373 Background: Initial results of the NEOSCOPE trial comparing pre-operative CarPac vs OxCap based chemoradiotherapy (CRT) in patients with adenocarcinoma of the oesophagus or oesophagogastric junction showed comparable toxicity and improvement in pathological complete response (pCR) in favour of the CarPacRT. Here we report survival after a median follow-up of 40.7 months (95% CI: 45.1-53.6). Methods: NEOSCOPE was an open, randomised, ‘pick a winner’ phase II trial. Patients with resectable oesophageal adenocarcinoma ≥ cT3 and/or ≥ cN1 were randomised to OxCapRT (oxaliplatin 85 mg/m2 day 1, 15, 29; capecitabine 625 mg/m2 bd on days of RT) or CarPacRT (carboplatin AUC2; paclitaxel 50 mg/m2 day 1, 8, 15, 22, 29). RT dose was 45 Gy/25 fractions/5 weeks. Induction OxCap (2 cycles) was given prior to CRT. Surgery was performed 6–8 weeks after CRT.The primary endpoint was pCR, secondary endpoints were toxicity, PFS and OS. Results: Between Oct 2013 and Feb 2015, 85 patients were recruited from 17 UK centres. Median OS was not reached in the CarPacRT group and was 41.72 months (95% CI 19.58-.)in the OxCap group (HR 0.56[95% CI 0.29-1.07]; p=0.079). 3-year and 5-year OS rates were 74% (95% CI 58%-85%) and 54% (95% CI 34%-71%) (CarPacRT), and 52% (95% CI 35%-67%) and 39% (95% CI 21%-56%) (OxCapRT).
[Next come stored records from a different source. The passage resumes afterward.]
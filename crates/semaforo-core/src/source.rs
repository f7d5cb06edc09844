//! Where questionnaires come from.

use async_trait::async_trait;
use std::fs;
use std::path::{Path, PathBuf};

use crate::dto::parse_questionnaire;
use crate::error::{CoreError, Result};
use crate::{is_valid_name, write_atomic, Question};

#[async_trait]
pub trait QuestionSource: Send + Sync {
    async fn categories(&self) -> Result<Vec<String>>;
    /// Ordered, validated questions of one category.
    async fn questions(&self, category: &str) -> Result<Vec<Question>>;
}

/// Reads `<root>/questionnaires/<category>.json`.
#[derive(Debug, Clone)]
pub struct FileQuestionSource {
    dir: PathBuf,
}

impl FileQuestionSource {
    pub fn new(root: &Path) -> Self {
        Self {
            dir: root.join("questionnaires"),
        }
    }

    fn path_for(&self, category: &str) -> Result<PathBuf> {
        if !is_valid_name(category) {
            return Err(CoreError::validation(format!(
                "Category '{}' must only contain letters, digits, '_' or '-'",
                category
            )));
        }
        Ok(self.dir.join(format!("{}.json", category)))
    }

    /// All category names (without .json extension), sorted.
    pub fn list_categories(&self) -> Result<Vec<String>> {
        if !self.dir.exists() {
            return Ok(vec![]);
        }
        let mut names: Vec<String> = fs::read_dir(&self.dir)?
            .filter_map(|entry| {
                let entry = entry.ok()?;
                let name = entry.file_name().to_string_lossy().to_string();
                name.strip_suffix(".json")
                    .filter(|n| is_valid_name(n))
                    .map(|n| n.to_string())
            })
            .collect();
        names.sort();
        Ok(names)
    }

    pub fn read_raw(&self, category: &str) -> Result<String> {
        let path = self.path_for(category)?;
        if !path.exists() {
            return Err(CoreError::not_found(format!("questionnaire '{}'", category)));
        }
        Ok(fs::read_to_string(&path)?)
    }

    pub fn read(&self, category: &str) -> Result<Vec<Question>> {
        let raw = self.read_raw(category)?;
        let questions = parse_questionnaire(&raw)?;
        tracing::debug!(category, count = questions.len(), "loaded questionnaire");
        Ok(questions)
    }

    /// Store a questionnaire after validating it.
    pub fn write_raw(&self, category: &str, data: &str) -> Result<()> {
        let path = self.path_for(category)?;
        parse_questionnaire(data)?;
        write_atomic(&path, data)
    }
}

#[async_trait]
impl QuestionSource for FileQuestionSource {
    async fn categories(&self) -> Result<Vec<String>> {
        self.list_categories()
    }

    async fn questions(&self, category: &str) -> Result<Vec<Question>> {
        self.read(category)
    }
}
Median PFS (not reached vs 35.3 months, HR=0.61 [95% CI 0.33-1.12]; p=0.111) and metastatic PFS (not reached vs 39.0 months, HR=0.61 [95% CI 0.32-1.14], p=0.118) both favoured the CarPacRT arm. Local recurrence rate was low (OxCapRT= 10%; CarPacRT= 7%). The OS benefit for CarPacRT was consistent across subgroups but not statistically significant. Conclusions: In this longer term analysis there was some evidence that induction OxCap followed by switch to CarPacRT was superior to continuing OxCapRT, with efficacy similar to that seen in other published studies such as ‘CROSS’ and ‘FLOT’. Taken together with the previously published pCR results CarPacRT rather than OxCapRT warrants inclusion in future trials. Funding: Cancer Research UK (C44694/A14614). Clinical trial information: NCT01843829.